スイーツとコーヒーを楽しんだ後、店を出る。
[newpage]
「今日は何する?」
「買い物がしたいです!」
「新居に向けて色々雑貨とか必要になるからね。無印行こうか。」
近くのデパートの中の無印良品へと足を運ぶ。
「やっぱり無印は色々あるね。」
「あ、このカーテンいい色してますね
。遮光性抜群…なるほど…」
「カーテン買うの?」
「今使ってるのがだいぶ色褪せてきたんですよね。」
そう言いながらカーテンをカゴの中に入れる。
時間にして1時間。自らも日常で使う物を購入し、無印を後にする。
「結構買い物したね。」
「買いすぎた感がありますね…」
「まぁ必要あるんなら良いんじゃない?」
大量の荷物を持ちながら、椅子に座る。
「この後はどうする?洋服とかは見なくていいの?」
「洋服、家にたくさんあるんですよね…とりあえずお昼ご飯食べますか」
「そうだね。
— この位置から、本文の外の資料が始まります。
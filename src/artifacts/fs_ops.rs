use std::{
    fs::{self, File},
    io::{Read, Write},
    path::{Component, Path, PathBuf},
};

use serde::Serialize;
use sha2::{Digest, Sha256};

use super::ArtifactError;

/// Compute the SHA-256 hex digest for a local file.
pub(super) fn sha256_file(path: &Path) -> Result<(String, u64), ArtifactError> {
    let mut file = File::open(path).map_err(|source| ArtifactError::Read {
        path: path.to_path_buf(),
        source,
    })?;
    let mut hasher = Sha256::new();
    let mut buf = [0u8; 64 * 1024];
    let mut size = 0u64;
    loop {
        let read = file.read(&mut buf)?;
        if read == 0 {
            break;
        }
        size += read as u64;
        hasher.update(&buf[..read]);
    }
    Ok((format!("{:x}", hasher.finalize()), size))
}

/// SHA-256 over a sorted `(entry, digest)` listing.
pub(super) fn digest_listing<'a>(entries: impl Iterator<Item = (&'a String, &'a String)>) -> String {
    let mut hasher = Sha256::new();
    for (name, digest) in entries {
        hasher.update(name.as_bytes());
        hasher.update(b":");
        hasher.update(digest.as_bytes());
        hasher.update(b"\n");
    }
    format!("{:x}", hasher.finalize())
}

/// Copy `src` to `dest`, creating parent directories.
pub(super) fn copy_file(src: &Path, dest: &Path) -> Result<(), ArtifactError> {
    if let Some(parent) = dest.parent() {
        fs::create_dir_all(parent)?;
    }
    fs::copy(src, dest).map_err(|source| ArtifactError::Read {
        path: src.to_path_buf(),
        source,
    })?;
    Ok(())
}

/// Recursively list regular files under `root` as `/`-separated relative names.
pub(super) fn list_files(root: &Path) -> Result<Vec<(String, PathBuf)>, ArtifactError> {
    let mut out = Vec::new();
    collect_files(root, root, &mut out)?;
    out.sort_by(|a, b| a.0.cmp(&b.0));
    Ok(out)
}

fn collect_files(
    root: &Path,
    dir: &Path,
    out: &mut Vec<(String, PathBuf)>,
) -> Result<(), ArtifactError> {
    let entries = fs::read_dir(dir).map_err(|source| ArtifactError::Read {
        path: dir.to_path_buf(),
        source,
    })?;
    for entry in entries {
        let entry = entry?;
        let ty = entry.file_type()?;
        let path = entry.path();
        if ty.is_dir() {
            collect_files(root, &path, out)?;
        } else if ty.is_file() {
            let Ok(rel) = path.strip_prefix(root) else {
                continue;
            };
            out.push((relative_name(rel), path));
        }
    }
    Ok(())
}

fn relative_name(rel: &Path) -> String {
    rel.components()
        .filter_map(|c| match c {
            Component::Normal(os) => Some(os.to_string_lossy().into_owned()),
            _ => None,
        })
        .collect::<Vec<_>>()
        .join("/")
}

/// Entry names are `/`-separated, relative, and never climb out of the artifact.
pub(super) fn validate_entry_name(name: &str) -> Result<(), ArtifactError> {
    let invalid = name.is_empty()
        || name.starts_with('/')
        || name.contains('\\')
        || name.split('/').any(|part| part.is_empty() || part == "." || part == "..");
    if invalid {
        return Err(ArtifactError::InvalidEntryName(name.to_string()));
    }
    Ok(())
}

/// Map an entry name onto a directory.
pub(super) fn entry_path(dir: &Path, name: &str) -> PathBuf {
    name.split('/').fold(dir.to_path_buf(), |acc, part| acc.join(part))
}

/// Write pretty JSON through a temp file in the same directory, then rename over `path`.
pub(super) fn write_json_atomic<T: Serialize>(path: &Path, value: &T) -> Result<(), ArtifactError> {
    let dir = path.parent().ok_or_else(|| {
        ArtifactError::Io(std::io::Error::new(
            std::io::ErrorKind::InvalidInput,
            "path has no parent directory",
        ))
    })?;
    fs::create_dir_all(dir)?;
    let mut tmp = tempfile::NamedTempFile::new_in(dir)?;
    let bytes = serde_json::to_vec_pretty(value)?;
    tmp.write_all(&bytes)?;
    tmp.flush()?;
    tmp.persist(path).map_err(|err| ArtifactError::Io(err.error))?;
    Ok(())
}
」
何気なくブラブラと歩いていると、美味しそうな洋食屋さんを見つけた。
「ここ入ってみない?」
「お、いいですね。」
店の中はお客さんがまばらに座っていたが、洋楽が流れていて居心地の良さそうな雰囲気だった。
「デミハンバーグランチが今のおすすめですよ」
「それでいい?」
「いいですよ!」
「じゃあそれ2つお願いします」
出された水を飲み干したあと、壁に掛けられた絵画を見つめる、
「オシャレな絵だね。」
「なんか有名な作家の絵なんですかね?」
「美術はからっきしだからなぁ……」
そんな話をしている内にデミハンバーグランチが運ばれてきた。
「おぉ……!」
「美味しそうですね…!」
ナイフとフォークを手に取って、ハンバーグに突き刺す。肉汁が溢れだし、ジュウゥ……と音を立てた。
「んー…!」
「ジューシーで肉の味が引き立って…ご飯が止まらない!」
付け合わせのにんじんとポテトもバターで和えて炒めてあり、ハンバーグの味を際だたせている。
「はぁ…っ。ごちそうさま……!」
「美味しかったですね!」
「美味しかったねぇ。こんな穴場なハンバーグ屋さんがあったなんて知らなかったよ。」
代金を支払い外に出ると、さっきまで曇っていた空が晴れていた。
「なんか晴れてきましたし、美味しいハンバーグが食べれたしいいことづくしな気がします、今日。」
「そうだねぇ。いい買い物も出来たしねぇ。」
時刻は16時30分を示していた。買い物が終わったので、各自帰ることにする。
「楽しかったです、今日。」
「また買い物行こうよ。あと、また旅行行きたいね。」
「行きたいです!是非!」
庄司くんが寂しそうな顔をしながら改札の中へと吸い込まれていく。
「また明日!」
そう叫ぶと彼はまた寂しそうな顔をしながらこちらに手を振った。
帰宅すると、遥斗がソファに寝そべりながらテレビを観ていた。
「おかえり、遅かったね。」
「買い物がちょっと長引いちゃったね。なんか出前取ろう、何がいい?」
「寿司かな」
「了解。今取るね」
「(よっぽど楽しかったんだろうな…)」
[newpage]
遥斗とけんかをした。
理由なんて単純で、遥斗が着替えた服を散らかしっぱなしにしたことに僕が腹を立てたからだ。
遡ること30分。
「ただいま…疲れた…」
「おー、おかえり」
「…脱いだ服脱ぎっぱなしなんだけど」
「後で片付けるよ」
その言葉に僕の中の何かがキレた。
「いっつもすぐに片付けてって言ってるだろ!?」
「なんだよ、おっきな声出して。だいたいなぁ、瞬介は細かすぎなんだよ。少し大雑把なくらいがちょうどいいんだよ!」
「少し大雑把!かなり大雑把なんだよ!片付けることくらい誰だって出来るだろ!?なんで出来ないんだよ!」
そう叫んだあと、僕は部屋に閉じこもった。
いつも通りスーツをハンガーに掛け、下着を持ってお風呂場へ行く。遥斗はもうリビングにいなかった。自室に戻ったようだ。
「ったく……僕の性格を知ってるくせに…」
お風呂はいい具合に冷えきっていたので、追い炊きをする。追い炊きが終わるまでリビングでハムスター達を見ていた。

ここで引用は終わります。